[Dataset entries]
=====

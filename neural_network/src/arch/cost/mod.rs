mod cost;
mod cross_entropy;
mod mse;

pub use cost::{Cost, CostFn};
pub use cross_entropy::CrossEntropy;
pub use mse::Mse;
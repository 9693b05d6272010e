use rand::Rng;

use super::{Activation, ActivationCache, Dense, Dropout, Flatten, Input, LayerDesc};
use crate::{
    MlErr, Result,
    optimization::Optimizer,
    storage::TensorList,
    tensor::{Shape, Tensor},
};

/// A layer of a `Network`.
#[derive(Debug, Clone)]
pub enum Layer {
    Input(Input),
    Dense(Dense),
    Activation(Activation),
    Dropout(Dropout),
    Flatten(Flatten),
}

impl Layer {
    /// Creates a new layer from its description.
    ///
    /// # Arguments
    /// * `index` - The position of the layer in its network, used for error reporting.
    /// * `desc` - The description of the layer.
    /// * `prev` - The output shape of the previous layer, `None` for the first layer.
    /// * `training_mode` - Whether the layer will be trained.
    /// * `rng` - The generator used to initialize the parameters.
    ///
    /// # Returns
    /// The new layer or a construction error if `desc` doesn't fit after `prev`.
    pub fn create<R: Rng + ?Sized>(
        index: usize,
        desc: &LayerDesc,
        prev: Option<Shape>,
        training_mode: bool,
        rng: &mut R,
    ) -> Result<Self> {
        let fail = |reason: String| Err(MlErr::construction(index, reason));

        let layer = match (*desc, prev) {
            (LayerDesc::Input { shape }, None) => {
                if shape.size() == 0 {
                    return fail(format!("the input shape {shape} holds no elements"));
                }

                Self::Input(Input::new(shape))
            }
            (LayerDesc::Input { .. }, Some(_)) => {
                return fail("only the first layer can be an input layer".into());
            }
            (_, None) => return fail("the first layer must be an input layer".into()),
            (LayerDesc::Dense { size }, Some(prev)) => {
                if size == 0 {
                    return fail("a dense layer needs at least one neuron".into());
                }

                if prev.height != 1 || prev.depth != 1 {
                    return fail(format!(
                        "a dense layer takes row vectors but the previous layer outputs {prev}"
                    ));
                }

                Self::Dense(Dense::new(prev.width, size, training_mode, rng))
            }
            (LayerDesc::Activation { act_fn }, Some(prev)) => {
                Self::Activation(Activation::new(prev, act_fn, training_mode))
            }
            (LayerDesc::Dropout { rate }, Some(prev)) => {
                match Dropout::new(prev, rate, training_mode) {
                    Ok(dropout) => Self::Dropout(dropout),
                    Err(e) => return fail(e.to_string()),
                }
            }
            (LayerDesc::Flatten, Some(prev)) => Self::Flatten(Flatten::new(prev)),
        };

        Ok(layer)
    }

    /// The description this layer can be rebuilt from.
    pub fn desc(&self) -> LayerDesc {
        match self {
            Self::Input(l) => LayerDesc::Input { shape: l.shape() },
            Self::Dense(l) => LayerDesc::Dense { size: l.size() },
            Self::Activation(l) => LayerDesc::Activation { act_fn: l.act_fn() },
            Self::Dropout(l) => LayerDesc::Dropout { rate: l.rate() },
            Self::Flatten(_) => LayerDesc::Flatten,
        }
    }

    pub fn name(&self) -> &'static str {
        match self {
            Self::Input(_) => "input",
            Self::Dense(_) => "dense",
            Self::Activation(_) => "activation",
            Self::Dropout(_) => "dropout",
            Self::Flatten(_) => "flatten",
        }
    }

    pub fn input_shape(&self) -> Shape {
        match self {
            Self::Input(l) => l.shape(),
            Self::Dense(l) => l.input_shape(),
            Self::Activation(l) => l.shape(),
            Self::Dropout(l) => l.shape(),
            Self::Flatten(l) => l.input_shape(),
        }
    }

    pub fn output_shape(&self) -> Shape {
        match self {
            Self::Input(l) => l.shape(),
            Self::Dense(l) => l.output_shape(),
            Self::Activation(l) => l.shape(),
            Self::Dropout(l) => l.shape(),
            Self::Flatten(l) => l.output_shape(),
        }
    }

    /// The amount of trainable parameters.
    pub fn param_count(&self) -> usize {
        match self {
            Self::Dense(l) => l.param_count(),
            _ => 0,
        }
    }

    /// The shapes of the gradient buffers `backprop` expects, empty for stateless layers.
    pub fn grad_shapes(&self) -> Vec<Shape> {
        match self {
            Self::Dense(l) => l.grad_shapes().to_vec(),
            _ => Vec::new(),
        }
    }

    /// Runs the layer on `x` in place.
    ///
    /// # Arguments
    /// * `x` - The layer input, replaced by the layer output.
    /// * `cache` - Where to store what `backprop` will need, `None` for inference.
    pub fn feedforward(&self, x: &mut Tensor, cache: Option<&mut ActivationCache>) -> Result<()> {
        match self {
            Self::Input(l) => l.feedforward(x),
            Self::Dense(l) => l.feedforward(x, cache),
            Self::Activation(l) => l.feedforward(x, cache),
            Self::Dropout(l) => l.feedforward(x, cache),
            Self::Flatten(l) => l.feedforward(x),
        }
    }

    /// Turns `delta` from the gradient with respect to the output into the gradient with
    /// respect to the input, adding the parameter gradients to `grads`.
    pub fn backprop(
        &self,
        delta: &mut Tensor,
        cache: &mut ActivationCache,
        grads: &mut [Tensor],
    ) -> Result<()> {
        match self {
            Self::Input(_) => Ok(()),
            Self::Dense(l) => l.backprop(delta, cache, grads),
            Self::Activation(l) => l.backprop(delta, cache),
            Self::Dropout(l) => l.backprop(delta, cache),
            Self::Flatten(l) => l.backprop(delta),
        }
    }

    /// Adds gradients computed by `backprop` to the layer's accumulators.
    pub fn accumulate(&mut self, grads: &[Tensor]) -> Result<()> {
        match self {
            Self::Dense(l) => l.accumulate(grads),
            _ => Ok(()),
        }
    }

    /// Updates the parameters with the accumulated gradients and zeroes them.
    pub fn apply_changes<O>(&mut self, optimizer: &O) -> Result<()>
    where
        O: Optimizer + ?Sized,
    {
        match self {
            Self::Dense(l) => l.apply_changes(optimizer),
            _ => Ok(()),
        }
    }

    pub fn save(&self, list: &mut TensorList, index: usize) {
        if let Self::Dense(l) = self {
            l.save(list, index);
        }
    }

    pub fn load(&mut self, list: &TensorList, index: usize) -> Result<()> {
        match self {
            Self::Dense(l) => l.load(list, index),
            _ => Ok(()),
        }
    }
}
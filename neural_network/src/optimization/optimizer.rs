use super::Moments;
use crate::tensor::Tensor;

/// Defines the strategy for updating model parameters based on accumulated gradients.
pub trait Optimizer: Send + Sync {
    /// Updates `params` using the accumulated gradient.
    ///
    /// # Arguments
    /// * `grad` - The gradient sum of the current batch, same shape as `params`.
    /// * `params` - The parameters to update.
    /// * `moments` - The persistent optimizer state of `params`.
    fn update_params(&self, grad: &Tensor, params: &mut Tensor, moments: &mut Moments);
}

=====

* Your assignment: From the records above, pick out and copy each line holding the word "first".

* Solution for this exercise:
    /// * `prev` - The output shape of the previous layer, `None` for the first layer.
                return fail("only the first layer can be an input layer".into());
            (_, None) => return fail("the first layer must be an input layer".into()),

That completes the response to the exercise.